The influence of FK‐506 and ciclosporin (CsA), either alone or in combination, on PHA‐ and alloantigen‐induced human blood lymphocyte transformation was investigated. The concentrations of FK‐506 and CsA required to cause 50% inhibition of mitogen‐induced thymidine incorporation were 1.0 and 200 ng/ml respectively. Evidence of synergistic inhibition of DNA synthesis was obtained when doses of each drug below these concentrations were combined (FK‐506, ≤0.5 ng/ml; CsA ≤50 ng/ml). In contrast, FK‐506 and CsA failed to inhibit PHA‐induced increases in cell size and granularity determined by flow cytometric analysis at 1 and 3 days of culture. Moreover, no significant changes in the expression of the interleukin 2 receptor (IL‐2R; CD25), transferrin receptor (TR; CD7I) or HLA‐DR were observed in terms of percentage positive lymphocytes or mean cell surface membrane fluorescence intensity. In primary mixed lymphocyte cultures, 50% inhibition of thymidine incorporation was obtained with FK‐506 and CsA concentrations of approximately 0.25 and 25 ng/ml respectively. Evidence of synergy was obtained when lower doses of each drug were combined (FK‐506, ≤0.1 ng/ml; CsA ≤2 ng/ml).

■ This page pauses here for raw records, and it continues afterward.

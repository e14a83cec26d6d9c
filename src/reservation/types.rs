/*!
 * Manager Statistics
 */

use crate::core::types::{LayoutId, SocketId};
use serde::{Deserialize, Serialize};

/// Point-in-time snapshot of allocator state
///
/// `occupied_ways` (admission, charged at create) and `placed_ways` (ranges
/// committed at attach) are independent counters by design; exposing both
/// makes the divergence observable instead of silently assumed away.
#[derive(Debug, Clone, PartialEq, Eq, Serialize, Deserialize)]
pub struct ManagerStats {
    pub entries_used: u32,
    pub groups_live: u32,
    pub layouts_known: u32,
    pub sockets: Vec<SocketStats>,
    pub layouts: Vec<LayoutStats>,
}

/// Admission state of one online socket
#[derive(Debug, Clone, Copy, PartialEq, Eq, Serialize, Deserialize)]
pub struct SocketStats {
    pub socket: SocketId,
    pub layout: LayoutId,
    pub occupied_ways: u32,
    pub free_ways: u32,
}

/// Placement state of one layout
#[derive(Debug, Clone, Copy, PartialEq, Eq, Serialize, Deserialize)]
pub struct LayoutStats {
    pub layout: LayoutId,
    pub placed_ways: u32,
    pub hw_reserved_ways: u32,
}
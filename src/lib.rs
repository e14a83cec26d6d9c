/*!
 * waypart
 *
 * Cache-way partitioning allocator: divides a shared last-level cache into
 * named reservations and maps the combinations of reservations used by
 * running tasks onto the hardware's class-of-service bitmask registers.
 *
 * Reservations are sized in cache ways at creation and placed as contiguous
 * way ranges when a task attaches them. Tasks with identical reservation
 * sets share one class of service; register writes happen lazily, on the
 * first context switch of a sharing task onto each socket.
 */

pub mod core;
pub mod entry;
pub mod group;
pub mod hw;
pub mod layout;
pub mod placement;
pub mod reservation;
pub mod sched;

// Re-exports
pub use crate::core::errors::ReservationError;
pub use crate::core::types::{CpuId, CpuSet, EntryId, GroupId, Pid, ReservationResult, SocketId};
pub use entry::{ReservationInfo, ReservationKind, RoundPolicy};
pub use hw::{CosPort, SimCosBank, StaticTopology, TopologyMap};
pub use layout::{CacheDescriptor, DescriptorError};
pub use reservation::{LayoutStats, ManagerStats, ReservationManager, SocketStats, Task};
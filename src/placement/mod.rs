/*!
 * Contiguous Region Allocator
 *
 * Places a group's combined way total as one contiguous run in every known
 * layout. Strictly two-phase: a find pass proves every layout has room, and
 * only then does a commit pass mutate any bitmap — a failed call leaves no
 * trace, and no rollback of partially-committed layouts ever happens.
 */

use crate::core::bitmap::{range_mask, zero_run};
use crate::core::limits::MAX_LAYOUTS;
use crate::core::types::{LayoutId, WayMask};
use crate::group::{Group, WayRange};
use crate::layout::LayoutRegistry;

/// Allocated-way bitmaps, one per layout id
///
/// Guarded by the control lock together with the entry and group tables.
pub struct WayAllocState {
    ways: [WayMask; MAX_LAYOUTS as usize],
}

/// Placement failure: some layout lacks a contiguous run
#[derive(Debug, Clone, Copy, PartialEq, Eq)]
pub(crate) struct Busy {
    pub layout: LayoutId,
    pub needed_ways: u32,
    pub free_ways: u32,
}

impl WayAllocState {
    pub fn new() -> Self {
        Self {
            ways: [0; MAX_LAYOUTS as usize],
        }
    }

    /// Ways currently allocated to any group in `layout`
    #[inline]
    pub fn allocated(&self, layout: LayoutId) -> WayMask {
        self.ways[layout as usize]
    }
}

impl Default for WayAllocState {
    fn default() -> Self {
        Self::new()
    }
}

/// Place `total_ways` contiguous ways for `group` in every known layout
///
/// A range already held by the group is treated as re-spendable: it is
/// masked out of the busy map during the search and released on commit, so
/// a group growing in place charges only its combined total. First-fit
/// lowest address; no compaction on failure.
pub(crate) fn allocate_across_layouts(
    registry: &LayoutRegistry,
    state: &mut WayAllocState,
    group: &Group,
    total_ways: u32,
) -> Result<(), Busy> {
    let cbm_len = registry.descriptor().cbm_len;
    let layouts = registry.layout_masks();

    // Find: every layout must have room before anything is touched.
    let mut placements: Vec<(LayoutId, u32)> = Vec::with_capacity(layouts.len());
    for &(layout, hw_reserved) in &layouts {
        let mut busy = state.ways[layout as usize] | hw_reserved;
        if let Some(seed) = group.range(layout) {
            busy &= !range_mask(seed.start, seed.len);
        }
        match zero_run(busy, cbm_len, total_ways) {
            Some(start) => placements.push((layout, start)),
            None => {
                return Err(Busy {
                    layout,
                    needed_ways: total_ways,
                    free_ways: cbm_len - busy.count_ones(),
                })
            }
        }
    }

    // Commit: release seeds, mark the new runs, publish the ranges.
    for (layout, start) in placements {
        let ways = &mut state.ways[layout as usize];
        if let Some(seed) = group.range(layout) {
            *ways &= !range_mask(seed.start, seed.len);
        }
        *ways |= range_mask(start, total_ways);
        group.set_range(
            layout,
            WayRange {
                start,
                len: total_ways,
            },
        );
    }
    Ok(())
}

/// Release `group`'s placed range in one layout
pub(crate) fn free(state: &mut WayAllocState, group: &Group, layout: LayoutId) {
    if let Some(range) = group.range(layout) {
        state.ways[layout as usize] &= !range_mask(range.start, range.len);
        group.clear_range(layout);
    }
}

/// Release every placed range of `group`
pub(crate) fn free_group_ranges(state: &mut WayAllocState, group: &Group) {
    for layout in 0..MAX_LAYOUTS {
        free(state, group, layout);
    }
}

#[cfg(test)]
mod tests {
    use super::*;
    use crate::layout::CacheDescriptor;

    fn registry_16way(reserved: &[(u32, WayMask)]) -> LayoutRegistry {
        let reg = LayoutRegistry::new(CacheDescriptor {
            l3_kbytes: 4096,
            cbm_len: 16,
            cdp_enabled: true,
            max_cos_ids: 16,
        });
        for &(socket, mask) in reserved {
            reg.socket_online(socket, mask);
        }
        reg
    }

    #[test]
    fn test_first_fit_lowest_address() {
        let reg = registry_16way(&[(0, 0)]);
        let mut state = WayAllocState::new();
        let g = Group::new(1, 0b1, 4);
        allocate_across_layouts(&reg, &mut state, &g, 4).unwrap();
        assert_eq!(g.range(0), Some(WayRange { start: 0, len: 4 }));
        assert_eq!(state.allocated(0), 0b1111);
    }

    #[test]
    fn test_hw_reserved_ways_skipped() {
        let reg = registry_16way(&[(0, 0b11)]);
        let mut state = WayAllocState::new();
        let g = Group::new(1, 0b1, 3);
        allocate_across_layouts(&reg, &mut state, &g, 3).unwrap();
        assert_eq!(g.range(0), Some(WayRange { start: 2, len: 3 }));
    }

    #[test]
    fn test_seeded_growth_reuses_own_range() {
        let reg = registry_16way(&[(0, 0)]);
        let mut state = WayAllocState::new();

        let g = Group::new(1, 0b1, 2);
        allocate_across_layouts(&reg, &mut state, &g, 2).unwrap();
        assert_eq!(g.range(0), Some(WayRange { start: 0, len: 2 }));

        // Grow to 5 ways: the old 2-way range is re-spendable, so the
        // combined run lands at the bottom again.
        allocate_across_layouts(&reg, &mut state, &g, 5).unwrap();
        assert_eq!(g.range(0), Some(WayRange { start: 0, len: 5 }));
        assert_eq!(state.allocated(0), 0b11111);
    }

    #[test]
    fn test_failure_mutates_nothing() {
        let reg = registry_16way(&[(0, 0), (1, 0xFF)]);
        let mut state = WayAllocState::new();
        let g = Group::new(1, 0b1, 12);

        // Layout 1 has only 8 free ways; layout 0 could fit.
        let err = allocate_across_layouts(&reg, &mut state, &g, 12).unwrap_err();
        assert_eq!(err.needed_ways, 12);
        assert_eq!(err.free_ways, 8);
        assert_eq!(state.allocated(0), 0);
        assert_eq!(state.allocated(1), 0);
        assert_eq!(g.range(0), None);
        assert_eq!(g.range(1), None);
    }

    #[test]
    fn test_free_returns_ways() {
        let reg = registry_16way(&[(0, 0)]);
        let mut state = WayAllocState::new();
        let g = Group::new(1, 0b1, 4);
        allocate_across_layouts(&reg, &mut state, &g, 4).unwrap();

        free_group_ranges(&mut state, &g);
        assert_eq!(state.allocated(0), 0);
        assert_eq!(g.range(0), None);
    }

    #[test]
    fn test_no_overlap_between_groups() {
        let reg = registry_16way(&[(0, 0b1)]);
        let mut state = WayAllocState::new();
        let a = Group::new(1, 0b1, 6);
        let b = Group::new(2, 0b10, 6);
        allocate_across_layouts(&reg, &mut state, &a, 6).unwrap();
        allocate_across_layouts(&reg, &mut state, &b, 6).unwrap();

        let ra = a.range(0).unwrap();
        let rb = b.range(0).unwrap();
        assert_eq!(
            range_mask(ra.start, ra.len) & range_mask(rb.start, rb.len),
            0
        );

        // Only 3 ways left (15 free minus 12 placed): a third group of 4 fails
        let c = Group::new(3, 0b100, 4);
        assert!(allocate_across_layouts(&reg, &mut state, &c, 4).is_err());
    }
}
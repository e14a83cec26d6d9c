/*!
 * Reservation Operations
 * Create, delete, attach, detach, list — the control path
 */

use super::{AllocState, ReservationManager, Task};
use crate::core::bitmap::range_mask;
use crate::core::errors::ReservationError;
use crate::core::types::{CpuSet, EntryId, EntrySet, Pid, ReservationResult, SocketSet};
use crate::entry::{CacheEntry, ReservationInfo, ReservationKind, RoundPolicy};
use crate::group::Group;
use crate::placement;
use log::{info, warn};
use std::sync::Arc;

impl ReservationManager {
    /// Create a reservation sized over `cpus`
    ///
    /// Returns the allocated id and the granularity-rounded size. No way
    /// range is placed yet; placement happens when a task attaches.
    pub fn create_reservation(
        &self,
        cpus: CpuSet,
        size_kbytes: u64,
        kind: ReservationKind,
        round: RoundPolicy,
    ) -> ReservationResult<(EntryId, u64)> {
        let desc = *self.registry.descriptor();
        if kind != ReservationKind::Both && !desc.cdp_enabled {
            return Err(ReservationError::Unsupported);
        }

        let way_kbytes = desc.kbytes_per_way();
        let rounded = match round {
            RoundPolicy::Up => size_kbytes.div_ceil(way_kbytes) * way_kbytes,
            RoundPolicy::Down => size_kbytes / way_kbytes * way_kbytes,
        };
        let way_count = (rounded / way_kbytes) as u32;
        if rounded > desc.l3_kbytes || way_count == 0 {
            return Err(ReservationError::NoSpace {
                needed_ways: way_count,
                free_ways: desc.cbm_len,
            });
        }

        let mut st = self.state.lock();

        // Admission: every CPU must resolve to an online socket with room.
        // Any failure fails the whole call before anything is charged.
        let mut sockets: SocketSet = 0;
        for cpu in cpus.iter() {
            let Some(socket) = self.topology.socket_of(cpu) else {
                warn!("create_reservation: CPU {} is offline", cpu);
                return Err(ReservationError::NoSpace {
                    needed_ways: way_count,
                    free_ways: 0,
                });
            };
            sockets |= 1u64 << socket;
        }
        let mut bits = sockets;
        while bits != 0 {
            let socket = bits.trailing_zeros();
            bits &= bits - 1;
            let state = self.registry.socket(socket);
            if state.layout().is_none() {
                warn!("create_reservation: socket {} not online", socket);
                return Err(ReservationError::NoSpace {
                    needed_ways: way_count,
                    free_ways: 0,
                });
            }
            let free = desc.cbm_len - state.occupied_ways();
            if way_count > free {
                return Err(ReservationError::NoSpace {
                    needed_ways: way_count,
                    free_ways: free,
                });
            }
        }

        // CDP hardware keeps separate code/data masks per class; the logical
        // entry always charges both, so the stored kind is normalized.
        let id = st.entries.alloc(CacheEntry {
            id: 0,
            requested_kbytes: size_kbytes,
            rounded_kbytes: rounded,
            way_count,
            kind: ReservationKind::Both,
            cpus,
            sockets,
            member_of: 0,
        })?;

        let mut bits = sockets;
        while bits != 0 {
            let socket = bits.trailing_zeros();
            bits &= bits - 1;
            self.registry.socket(socket).charge_ways(way_count);
        }

        info!(
            "Created reservation {}: {} KB requested, {} KB ({} ways) over {} CPUs",
            id,
            size_kbytes,
            rounded,
            way_count,
            cpus.len()
        );
        Ok((id, rounded))
    }

    /// Delete a reservation
    ///
    /// Strip-then-delete: every task attached to a group referencing this
    /// entry is first retargeted to the group for the reduced member set
    /// (creating it on demand, back to the global pool when the set empties),
    /// then the entry itself is freed. Deletion is never rejected for being
    /// referenced.
    pub fn delete_reservation(&self, id: EntryId) -> ReservationResult<()> {
        let mut st = self.state.lock();

        loop {
            let member_of = st.entries.get(id)?.member_of;
            if member_of == 0 {
                break;
            }
            let gid = member_of.trailing_zeros();
            let Some(group) = st.groups.get(gid) else {
                // Membership bit without a live group: tables out of sync
                debug_assert!(false, "entry {id} references dead group {gid}");
                st.entries.clear_members(1u64 << id, gid);
                continue;
            };
            let reduced = group.members() & !(1u64 << id);
            self.strip_group_locked(&mut st, &group, reduced);
        }

        let entry = st.entries.free(id)?;
        let mut bits = entry.sockets;
        while bits != 0 {
            let socket = bits.trailing_zeros();
            bits &= bits - 1;
            self.registry.socket(socket).release_ways(entry.way_count);
        }

        info!(
            "Deleted reservation {}: released {} ways on {} socket(s)",
            id,
            entry.way_count,
            entry.sockets.count_ones()
        );
        Ok(())
    }

    /// Attach a reservation to a task
    pub fn attach_reservation(&self, pid: Pid, id: EntryId) -> ReservationResult<()> {
        let task = self.task(pid)?;
        let mut st = self.state.lock();
        st.entries.get(id)?;

        let current = task.cos.load().map_or(0, |g| g.members());
        if current & (1u64 << id) != 0 {
            return Err(ReservationError::AlreadyAttached { pid, id });
        }

        self.retarget_locked(&mut st, &task, current | (1u64 << id))?;
        info!("Attached reservation {} to task {}", id, pid);
        Ok(())
    }

    /// Detach a reservation from a task
    ///
    /// An emptied set returns the task to the global pool. Like attach, a
    /// shrinking task may need a fresh group placement (when others still
    /// share its old group), so this can fail with `NoSpace`.
    pub fn detach_reservation(&self, pid: Pid, id: EntryId) -> ReservationResult<()> {
        let task = self.task(pid)?;
        let mut st = self.state.lock();
        st.entries.get(id)?;

        let current = task.cos.load().map_or(0, |g| g.members());
        if current & (1u64 << id) == 0 {
            return Err(ReservationError::NotAttached { pid, id });
        }

        self.retarget_locked(&mut st, &task, current & !(1u64 << id))?;
        info!("Detached reservation {} from task {}", id, pid);
        Ok(())
    }

    /// Enumerate live reservations
    ///
    /// `capacity` models the caller's buffer; when insufficient, the error
    /// carries the required size so the caller can retry.
    pub fn list_reservations(&self, capacity: usize) -> ReservationResult<Vec<ReservationInfo>> {
        let st = self.state.lock();
        let required = st.entries.live_count() as usize;
        if required > capacity {
            return Err(ReservationError::BufferTooSmall { required });
        }
        Ok(st
            .entries
            .iter_live()
            .map(|e| ReservationInfo {
                id: e.id,
                kbytes: e.rounded_kbytes,
                kind: e.kind,
                cpus: e.cpus,
            })
            .collect())
    }

    /// Move `task` to the group matching `desired`, creating it on demand
    ///
    /// The single state transition behind attach, detach, and delete-strip:
    /// find-or-create preserves group uniqueness, and a task leaving a group
    /// it held alone hands that group's placed ranges to the successor so
    /// growing or shrinking reuses the ways already spent.
    pub(crate) fn retarget_locked(
        &self,
        st: &mut AllocState,
        task: &Arc<Task>,
        desired: EntrySet,
    ) -> ReservationResult<()> {
        let old = task.cos.load();

        if desired == 0 {
            task.cos.store(None);
            task.kick();
            if let Some(old_group) = old {
                self.put_group_locked(st, &old_group, task.pid);
            }
            return Ok(());
        }

        if let Some(found) = st.groups.find_by_members(desired) {
            // Space is already placed for this member set; no allocation.
            found.add_task(task.pid);
            task.cos.store(Some(Arc::clone(&found)));
            task.kick();
            if let Some(old_group) = old {
                self.put_group_locked(st, &old_group, task.pid);
            }
            return Ok(());
        }

        let sole_owner = old.as_ref().is_some_and(|g| g.task_count() == 1);
        let total_ways = st.entries.way_total(desired);
        let gid = st.groups.alloc_id()?;
        let group = Arc::new(Group::new(gid, desired, total_ways));
        if sole_owner {
            if let Some(ref old_group) = old {
                // The old group dies with this move; its ways are re-spendable.
                group.seed_ranges_from(old_group);
            }
        }

        if let Err(busy) =
            placement::allocate_across_layouts(&self.registry, &mut st.ways, &group, total_ways)
        {
            st.groups.release(gid);
            warn!(
                "No contiguous {}-way run in layout {} ({} ways free) for task {}",
                busy.needed_ways, busy.layout, busy.free_ways, task.pid
            );
            return Err(ReservationError::NoSpace {
                needed_ways: busy.needed_ways,
                free_ways: busy.free_ways,
            });
        }
        if sole_owner {
            if let Some(ref old_group) = old {
                // Ranges were handed over; the dying group must not free them.
                old_group.forget_ranges();
            }
        }

        st.entries.mark_members(desired, gid);
        st.groups.install(Arc::clone(&group));
        group.add_task(task.pid);
        task.cos.store(Some(group));
        task.kick();
        if let Some(old_group) = old {
            self.put_group_locked(st, &old_group, task.pid);
        }
        Ok(())
    }

    /// Drop `pid`'s reference on `group`, destroying it at zero
    pub(crate) fn put_group_locked(&self, st: &mut AllocState, group: &Arc<Group>, pid: Pid) {
        if group.remove_task(pid) == 0 {
            self.destroy_group_locked(st, group);
        }
    }

    /// Retarget every task of `group` to `reduced`, destroying the group
    ///
    /// Used by delete-strip. A task whose reduced placement cannot be made
    /// falls back to the global pool; stripping never blocks deletion.
    fn strip_group_locked(&self, st: &mut AllocState, group: &Arc<Group>, reduced: EntrySet) {
        let pids = group.task_pids();
        if pids.is_empty() {
            // A live group always has tasks; destroy defensively.
            debug_assert!(false, "group {} live without tasks", group.id);
            self.destroy_group_locked(st, group);
            return;
        }
        for pid in pids {
            let Ok(task) = self.task(pid) else {
                self.put_group_locked(st, group, pid);
                continue;
            };
            if let Err(err) = self.retarget_locked(st, &task, reduced) {
                warn!(
                    "Task {} cannot keep reduced reservation set ({}); moving to global pool",
                    pid, err
                );
                let _ = self.retarget_locked(st, &task, 0);
            }
        }
    }

    /// Tear a group down once its last task is gone
    ///
    /// Returns its synced ranges to each socket's global-pool mask, frees
    /// the placed ranges, clears entry memberships, and recycles the id.
    /// Any scheduler still holding the `Arc` keeps reading intact (if stale)
    /// fields until it drops the reference.
    fn destroy_group_locked(&self, st: &mut AllocState, group: &Arc<Group>) {
        let mut sockets = group.synced_sockets();
        while sockets != 0 {
            let socket = sockets.trailing_zeros();
            sockets &= sockets - 1;
            let Some(layout) = self.registry.layout_of(socket) else {
                continue;
            };
            if let Some(range) = group.range(layout) {
                let state = self.registry.socket(socket);
                let mut hw = state.hw.lock();
                hw.pool_mask |= range_mask(range.start, range.len);
            }
        }

        placement::free_group_ranges(&mut st.ways, group);
        st.entries.clear_members(group.members(), group.id);
        st.groups.release(group.id);
        info!("Group {} destroyed, ranges released", group.id);
    }
}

On their own, these concentrations of CsA were ineffective. In contrast to corresponding PHA‐stimulated cells, FK‐506‐treated alloactivated lymphocytes exhibited reductions in IL‐2R, TR and HLA‐DR antigen expression, which in the cases of IL‐2R and TR were further reduced by combination of FK‐506 with low‐concentration CsA. These data provide further evidence of the potential of combined low‐dosage FK‐506 and CsA for the control of human T‐cell activation and proliferation in response to allostimulation.